Mi riferisco al commento di Dino Erba allo scritto di Gianni De
Bellis e Mario Fragnito sulla caduta tendenziale del saggio di
profitto e sulla crisi. <<Perché tante chiacchiere?>> si chiede il
compagno Dino per concludere con <<A
questo punto, non mi sembra che ci sia altro da dire, se non un
modesto consiglio a De Bellis-Fragnito: prima di volare nel cielo
dell’alta teoria (peraltro con modesti e confusi esiti), dovrebbero
visitare questa valle di lacrime>>.
Ora, non è il caso che io difenda il merito
dello scritto di Gianni e Mario, gli argomenti si reggono ben
saldamente da soli, basta volerli capire.
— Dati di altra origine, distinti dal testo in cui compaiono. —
//! Analytics export download.
//!
//! A raw axum route rather than a server function: the response is a CSV
//! attachment, not JSON. The `excel` format falls back to CSV — the export
//! always succeeds with a spreadsheet-importable payload.

use axum::extract::{Query, State};
use axum::http::{header, HeaderMap, StatusCode};
use axum::response::{IntoResponse, Response};
use axum::routing::get;
use axum::Router;
use serde::Deserialize;
use shared_types::{AppError, Employee, Feedback, Role, Training};
use sqlx::{Pool, Postgres};

use crate::auth::{cookies, jwt};
use crate::db::AppState;
use crate::error_convert::SqlxErrorExt;

#[derive(Debug, Deserialize)]
pub struct ExportParams {
    #[serde(default = "default_format")]
    pub format: String,
}

fn default_format() -> String {
    "csv".to_string()
}

/// Build the export router, merged into the main server router at startup.
pub fn export_router(pool: Pool<Postgres>) -> Router {
    Router::new()
        .route("/api/analytics/export", get(export_handler))
        .with_state(AppState { pool })
}

async fn export_handler(
    State(pool): State<Pool<Postgres>>,
    headers: HeaderMap,
    Query(params): Query<ExportParams>,
) -> Response {
    if !crate::config::feature_flags().export {
        return AppError::not_found("Export is disabled").into_response();
    }

    // The download is navigated to directly by the browser, so the session
    // is validated here rather than by a server fn guard.
    let claims = match cookies::extract_session_token(&headers)
        .and_then(|t| jwt::validate_token(&t).ok())
    {
        Some(claims) => claims,
        None => return AppError::unauthorized("Authentication required").into_response(),
    };
    let role = Role::from_str_or_default(&claims.role);
    if !matches!(role, Role::HrAdmin | Role::Manager) {
        return AppError::forbidden("Insufficient role for export").into_response();
    }

    if params.format == "excel" {
        tracing::debug!("excel export requested; serving CSV fallback");
    }

    let employees = sqlx::query_as::<_, Employee>(
        "SELECT id, first_name, last_name, email, hire_date, department, job_title, details, manager_id
         FROM employee ORDER BY id",
    )
    .fetch_all(&pool)
    .await;
    let trainings = sqlx::query_as::<_, Training>(
        "SELECT id, title, category, description, start_date, end_date FROM training ORDER BY id",
    )
    .fetch_all(&pool)
    .await;
    let feedback = sqlx::query_as::<_, Feedback>(
        "SELECT id, employee_id, feedback_date, sentiment_score, comments FROM feedback ORDER BY id",
    )
    .fetch_all(&pool)
    .await;

    let (employees, trainings, feedback) = match (employees, trainings, feedback) {
        (Ok(e), Ok(t), Ok(f)) => (e, t, f),
        (Err(e), _, _) | (_, Err(e), _) | (_, _, Err(e)) => {
            return e.into_app_error().into_response()
        }
    };

    let csv = build_export_csv(&employees, &trainings, &feedback);

    (
        StatusCode::OK,
        [
            (header::CONTENT_TYPE, "text/csv; charset=utf-8"),
            (
                header::CONTENT_DISPOSITION,
                "attachment; filename=analytics_export.csv",
            ),
        ],
        csv,
    )
        .into_response()
}

/// Assemble the sectioned CSV payload: EMPLOYEES, TRAININGS, FEEDBACK blocks,
/// each with a header row, separated by blank lines.
pub fn build_export_csv(
    employees: &[Employee],
    trainings: &[Training],
    feedback: &[Feedback],
) -> String {
    let mut out = String::new();

    out.push_str("EMPLOYEES\n");
    push_row(
        &mut out,
        &[
            "id",
            "first_name",
            "last_name",
            "email",
            "hire_date",
            "department",
            "job_title",
            "details",
            "manager_id",
        ],
    );
    for e in employees {
        push_row(
            &mut out,
            &[
                &e.id.to_string(),
                &e.first_name,
                &e.last_name,
                &e.email,
                &e.hire_date.to_string(),
                &e.department,
                &e.job_title,
                &e.details,
                &e.manager_id.map(|m| m.to_string()).unwrap_or_default(),
            ],
        );
    }

    out.push('\n');
    out.push_str("TRAININGS\n");
    push_row(
        &mut out,
        &["id", "title", "category", "description", "start_date", "end_date"],
    );
    for t in trainings {
        push_row(
            &mut out,
            &[
                &t.id.to_string(),
                &t.title,
                &t.category,
                &t.description,
                &t.start_date.to_string(),
                &t.end_date.to_string(),
            ],
        );
    }

    out.push('\n');
    out.push_str("FEEDBACK\n");
    push_row(
        &mut out,
        &["id", "employee_id", "feedback_date", "sentiment_score", "comments"],
    );
    for f in feedback {
        push_row(
            &mut out,
            &[
                &f.id.to_string(),
                &f.employee_id.to_string(),
                &f.feedback_date.to_string(),
                &f.sentiment_score.map(|s| s.to_string()).unwrap_or_default(),
                f.comments.as_deref().unwrap_or(""),
            ],
        );
    }

    out
}

fn push_row(out: &mut String, fields: &[&str]) {
    for (i, field) in fields.iter().enumerate() {
        if i > 0 {
            out.push(',');
        }
        out.push_str(&escape_field(field));
    }
    out.push('\n');
}

/// Quote a field when it contains a delimiter, quote, or newline.
fn escape_field(field: &str) -> String {
    if field.contains(',') || field.contains('"') || field.contains('\n') {
        format!("\"{}\"", field.replace('"', "\"\""))
    } else {
        field.to_string()
    }
}

#[cfg(test)]
mod tests {
    use super::*;
    use chrono::NaiveDate;

    fn date(y: i32, m: u32, d: u32) -> NaiveDate {
        NaiveDate::from_ymd_opt(y, m, d).unwrap()
    }

    fn sample_employee() -> Employee {
        Employee {
            id: 1,
            first_name: "Grace".to_string(),
            last_name: "Hopper".to_string(),
            email: "grace@example.com".to_string(),
            hire_date: date(2020, 1, 2),
            department: "Engineering".to_string(),
            job_title: "Engineer, Senior".to_string(),
            details: "Says \"hello\"".to_string(),
            manager_id: None,
        }
    }

    #[test]
    fn sections_appear_in_order() {
        let csv = build_export_csv(&[], &[], &[]);
        let emp = csv.find("EMPLOYEES").unwrap();
        let trn = csv.find("TRAININGS").unwrap();
        let fb = csv.find("FEEDBACK").unwrap();
        assert!(emp < trn && trn < fb);
    }

    #[test]
    fn commas_and_quotes_are_escaped() {
        let csv = build_export_csv(&[sample_employee()], &[], &[]);
        assert!(csv.contains("\"Engineer, Senior\""));
        assert!(csv.contains("\"Says \"\"hello\"\"\""));
    }

    #[test]
    fn empty_optionals_render_as_empty_fields() {
        let fb = Feedback {
            id: 3,
            employee_id: 1,
            feedback_date: date(2026, 2, 1),
            sentiment_score: None,
            comments: None,
        };
        let csv = build_export_csv(&[], &[], &[fb]);
        assert!(csv.contains("3,1,2026-02-01,,\n"));
    }

    #[test]
    fn plain_fields_are_not_quoted() {
        assert_eq!(escape_field("plain"), "plain");
        assert_eq!(escape_field("with space"), "with space");
    }
}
Vorrei puntare l’accento
su di un aspetto che mi sta veramente a cuore in questa fase, verso
tutti quei gruppi e compagni che ne fanno delle ragioni del ‘fare’
le ragioni della propria esistenza politica e di vita. Nulla da
eccepire per quanto riguarda il ‘fare’; molto, anzi
moltissimo da eccepire sui distinguo tra i ‘faristi’ ed i teoristi,
ovvero puntando il dito contro quelli che si sottrarrebbero
volontariamente a visitare la ‘valle di lacrime’. Purtroppo il
destino dei Comunisti è quello di operare all’interno di una
continua dicotomia ‘
Il fine è nulla,
il movimento è tutto – il movimento è nulla, il fine è tutto
’ . Nel caso in specie tra i “faristi” ed i “teoristi”.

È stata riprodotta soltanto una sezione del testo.